▶ TASK: Here are some records; return them all exactly.

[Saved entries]
———

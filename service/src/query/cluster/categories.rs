//! [`Query`] of the category drill-down step.

use std::{convert::Infallible, fmt};

use futures::future;
use tracing as log;

use crate::{
    domain::{
        geo::Coordinate,
        place::{Category, Target},
        region::{self, Level},
        Listing,
    },
    query::{listing, places, Query, SearchPlaces},
    read::cluster::{Breakdown, CategoryCount},
    Service,
};

/// [`Query`] for breaking a sub-district down by nearby place [`Category`]s,
/// along with a preview of its [`Listing`]s.
#[derive(Clone, Debug)]
pub struct Categories {
    /// [`region::Code`] of the selected sub-district.
    pub subdistrict: region::Code,

    /// Centroid of the selected sub-district, if known.
    ///
    /// The centroid of its [`Listing`]s is used if [`None`].
    pub centroid: Option<Coordinate>,
}

impl<Db, Pl, Gc> Query<Categories> for Service<Db, Pl, Gc>
where
    Self: Query<listing::ByRegion, Ok = Vec<Listing>>
        + Query<SearchPlaces, Ok = places::Outcome, Err = Infallible>,
    <Self as Query<listing::ByRegion>>::Err: fmt::Display,
{
    type Ok = Breakdown;
    type Err = Infallible;

    async fn execute(
        &self,
        Categories {
            subdistrict,
            centroid,
        }: Categories,
    ) -> Result<Self::Ok, Self::Err> {
        let config = &self.config().clusters;

        let mut listings = match self
            .execute(listing::ByRegion::by(region::Selector {
                code: subdistrict.clone(),
                level: Level::Subdistrict,
            }))
            .await
        {
            Ok(l) => l,
            Err(e) => {
                log::warn!(
                    "failed to load listings of `{subdistrict}` sub-district: \
                     {e}",
                );
                return Ok(Breakdown {
                    degraded: true,
                    ..Breakdown::default()
                });
            }
        };

        let center = centroid.or_else(|| {
            Coordinate::centroid(listings.iter().filter_map(|l| l.coordinate))
        });
        listings.retain(|l| l.coordinate.is_some());
        listings.truncate(config.preview_limit);

        let Some(center) = center else {
            log::debug!("no centroid to count places around `{subdistrict}`");
            return Ok(Breakdown {
                counts: Vec::new(),
                listings,
                degraded: true,
            });
        };

        let outcomes =
            future::join_all(Category::BREAKDOWN.iter().map(|&category| {
                self.execute(SearchPlaces::new(
                    Target::Category(category),
                    center,
                    config.category_radius,
                ))
            }))
            .await;

        let mut degraded = false;
        let counts = Category::BREAKDOWN
            .iter()
            .zip(outcomes)
            .map(|(&category, outcome)| {
                let outcome = outcome.unwrap_or_else(|e| match e {});
                degraded |= outcome.degraded;
                CategoryCount {
                    category,
                    total: outcome.page.total,
                }
            })
            .collect();

        Ok(Breakdown {
            counts,
            listings,
            degraded,
        })
    }
}

#[cfg(test)]
mod spec {
    use crate::{
        domain::{
            geo::Coordinate,
            place::{Category, Target},
            region::Code,
        },
        query::spec::{broken, service, Scripted, Unreachable},
        read::cluster::spec::listing,
        Query as _,
    };

    use super::Categories;

    const SEOSAN: (&str, &str) = ("44210", "서산시");
    const BUCHUN: (&str, &str) = ("4421051000", "부춘동");

    fn query(centroid: Option<Coordinate>) -> Categories {
        Categories {
            subdistrict: Code::new(BUCHUN.0).unwrap(),
            centroid,
        }
    }

    #[tokio::test]
    async fn counts_every_breakdown_category() {
        let places = Scripted::default()
            .with(Target::Category(Category::Cafe), 14)
            .with(Target::Category(Category::Pharmacy), 3);
        let svc = service(
            [
                listing("1", SEOSAN, BUCHUN, Some((36.78, 126.45))),
                listing("2", SEOSAN, BUCHUN, None),
                listing("3", SEOSAN, ("4421052000", "동문1동"), Some((36.8, 126.47))),
            ],
            places,
        );

        let breakdown = svc
            .execute(query(Coordinate::new(36.78, 126.45)))
            .await
            .unwrap();

        assert_eq!(breakdown.counts.len(), Category::BREAKDOWN.len());
        assert_eq!(breakdown.counts[0].category, Category::Cafe);
        assert_eq!(breakdown.counts[0].total, 14);
        let pharmacy = breakdown
            .counts
            .iter()
            .find(|c| c.category == Category::Pharmacy)
            .unwrap();
        assert_eq!(pharmacy.total, 3);
        let ids = breakdown
            .listings
            .iter()
            .map(|l| l.id.to_string())
            .collect::<Vec<_>>();
        assert_eq!(ids, ["1"]);
        assert!(!breakdown.degraded);
        assert!(svc
            .places()
            .asked()
            .iter()
            .all(|t| matches!(t, Target::Category(_))));
    }

    #[tokio::test]
    async fn caps_preview() {
        let listings = (0..30)
            .map(|i| {
                listing(&i.to_string(), SEOSAN, BUCHUN, Some((36.78, 126.45)))
            })
            .collect::<Vec<_>>();
        let svc = service(listings, Unreachable);

        let breakdown = svc.execute(query(None)).await.unwrap();

        assert_eq!(breakdown.listings.len(), 20);
        assert!(breakdown.counts.iter().all(|c| c.total == 0));
        assert!(breakdown.degraded);
    }

    #[tokio::test]
    async fn previews_only_placed_listings_without_centroid() {
        let svc = service(
            [
                listing("1", SEOSAN, BUCHUN, None),
                listing("2", SEOSAN, BUCHUN, None),
            ],
            Unreachable,
        );

        let breakdown = svc.execute(query(None)).await.unwrap();

        assert!(breakdown.counts.is_empty());
        assert!(breakdown.listings.is_empty());
        assert!(breakdown.degraded);
    }

    #[tokio::test]
    async fn empty_when_store_fails() {
        for centroid in [None, Coordinate::new(36.78, 126.45)] {
            let svc = broken(
                Scripted::default().with(Target::Category(Category::Cafe), 14),
            );

            let breakdown = svc.execute(query(centroid)).await.unwrap();

            assert!(breakdown.counts.is_empty());
            assert!(breakdown.listings.is_empty());
            assert!(breakdown.degraded);
            assert!(svc.places().asked().is_empty());
        }
    }
}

———

▶ SOLUTION TO THIS PROBLEM:
filename service/src/query/cluster/categories.rs
//! [`Query`] of the category drill-down step.

use std::{convert::Infallible, fmt};

use futures::future;
use tracing as log;

use crate::{
    domain::{
        geo::Coordinate,
        place::{Category, Target},
        region::{self, Level},
        Listing,
    },
    query::{listing, places, Query, SearchPlaces},
    read::cluster::{Breakdown, CategoryCount},
    Service,
};

/// [`Query`] for breaking a sub-district down by nearby place [`Category`]s,
/// along with a preview of its [`Listing`]s.
#[derive(Clone, Debug)]
pub struct Categories {
    /// [`region::Code`] of the selected sub-district.
    pub subdistrict: region::Code,

    /// Centroid of the selected sub-district, if known.
    ///
    /// The centroid of its [`Listing`]s is used if [`None`].
    pub centroid: Option<Coordinate>,
}

impl<Db, Pl, Gc> Query<Categories> for Service<Db, Pl, Gc>
where
    Self: Query<listing::ByRegion, Ok = Vec<Listing>>
        + Query<SearchPlaces, Ok = places::Outcome, Err = Infallible>,
    <Self as Query<listing::ByRegion>>::Err: fmt::Display,
{
    type Ok = Breakdown;
    type Err = Infallible;

    async fn execute(
        &self,
        Categories {
            subdistrict,
            centroid,
        }: Categories,
    ) -> Result<Self::Ok, Self::Err> {
        let config = &self.config().clusters;

        let mut listings = match self
            .execute(listing::ByRegion::by(region::Selector {
                code: subdistrict.clone(),
                level: Level::Subdistrict,
            }))
            .await
        {
            Ok(l) => l,
            Err(e) => {
                log::warn!(
                    "failed to load listings of `{subdistrict}` sub-district: \
                     {e}",
                );
                return Ok(Breakdown {
                    degraded: true,
                    ..Breakdown::default()
                });
            }
        };

        let center = centroid.or_else(|| {
            Coordinate::centroid(listings.iter().filter_map(|l| l.coordinate))
        });
        listings.retain(|l| l.coordinate.is_some());
        listings.truncate(config.preview_limit);

        let Some(center) = center else {
            log::debug!("no centroid to count places around `{subdistrict}`");
            return Ok(Breakdown {
                counts: Vec::new(),
                listings,
                degraded: true,
            });
        };

        let outcomes =
            future::join_all(Category::BREAKDOWN.iter().map(|&category| {
                self.execute(SearchPlaces::new(
                    Target::Category(category),
                    center,
                    config.category_radius,
                ))
            }))
            .await;

        let mut degraded = false;
        let counts = Category::BREAKDOWN
            .iter()
            .zip(outcomes)
            .map(|(&category, outcome)| {
                let outcome = outcome.unwrap_or_else(|e| match e {});
                degraded |= outcome.degraded;
                CategoryCount {
                    category,
                    total: outcome.page.total,
                }
            })
            .collect();

        Ok(Breakdown {
            counts,
            listings,
            degraded,
        })
    }
}

#[cfg(test)]
mod spec {
    use crate::{
        domain::{
            geo::Coordinate,
            place::{Category, Target},
            region::Code,
        },
        query::spec::{broken, service, Scripted, Unreachable},
        read::cluster::spec::listing,
        Query as _,
    };

    use super::Categories;

    const SEOSAN: (&str, &str) = ("44210", "서산시");
    const BUCHUN: (&str, &str) = ("4421051000", "부춘동");

    fn query(centroid: Option<Coordinate>) -> Categories {
        Categories {
            subdistrict: Code::new(BUCHUN.0).unwrap(),
            centroid,
        }
    }

    #[tokio::test]
    async fn counts_every_breakdown_category() {
        let places = Scripted::default()
            .with(Target::Category(Category::Cafe), 14)
            .with(Target::Category(Category::Pharmacy), 3);
        let svc = service(
            [
                listing("1", SEOSAN, BUCHUN, Some((36.78, 126.45))),
                listing("2", SEOSAN, BUCHUN, None),
                listing("3", SEOSAN, ("4421052000", "동문1동"), Some((36.8, 126.47))),
            ],
            places,
        );

        let breakdown = svc
            .execute(query(Coordinate::new(36.78, 126.45)))
            .await
            .unwrap();

        assert_eq!(breakdown.counts.len(), Category::BREAKDOWN.len());
        assert_eq!(breakdown.counts[0].category, Category::Cafe);
        assert_eq!(breakdown.counts[0].total, 14);
        let pharmacy = breakdown
            .counts
            .iter()
            .find(|c| c.category == Category::Pharmacy)
            .unwrap();
        assert_eq!(pharmacy.total, 3);
        let ids = breakdown
            .listings
            .iter()
            .map(|l| l.id.to_string())
            .collect::<Vec<_>>();
        assert_eq!(ids, ["1"]);
        assert!(!breakdown.degraded);
        assert!(svc
            .places()
            .asked()
            .iter()
            .all(|t| matches!(t, Target::Category(_))));
    }

    #[tokio::test]
    async fn caps_preview() {
        let listings = (0..30)
            .map(|i| {
                listing(&i.to_string(), SEOSAN, BUCHUN, Some((36.78, 126.45)))
            })
            .collect::<Vec<_>>();
        let svc = service(listings, Unreachable);

        let breakdown = svc.execute(query(None)).await.unwrap();

        assert_eq!(breakdown.listings.len(), 20);
        assert!(breakdown.counts.iter().all(|c| c.total == 0));
        assert!(breakdown.degraded);
    }

    #[tokio::test]
    async fn previews_only_placed_listings_without_centroid() {
        let svc = service(
            [
                listing("1", SEOSAN, BUCHUN, None),
                listing("2", SEOSAN, BUCHUN, None),
            ],
            Unreachable,
        );

        let breakdown = svc.execute(query(None)).await.unwrap();

        assert!(breakdown.counts.is_empty());
        assert!(breakdown.listings.is_empty());
        assert!(breakdown.degraded);
    }

    #[tokio::test]
    async fn empty_when_store_fails() {
        for centroid in [None, Coordinate::new(36.78, 126.45)] {
            let svc = broken(
                Scripted::default().with(Target::Category(Category::Cafe), 14),
            );

            let breakdown = svc.execute(query(centroid)).await.unwrap();

            assert!(breakdown.counts.is_empty());
            assert!(breakdown.listings.is_empty());
            assert!(breakdown.degraded);
            assert!(svc.places().asked().is_empty());
        }
    }
}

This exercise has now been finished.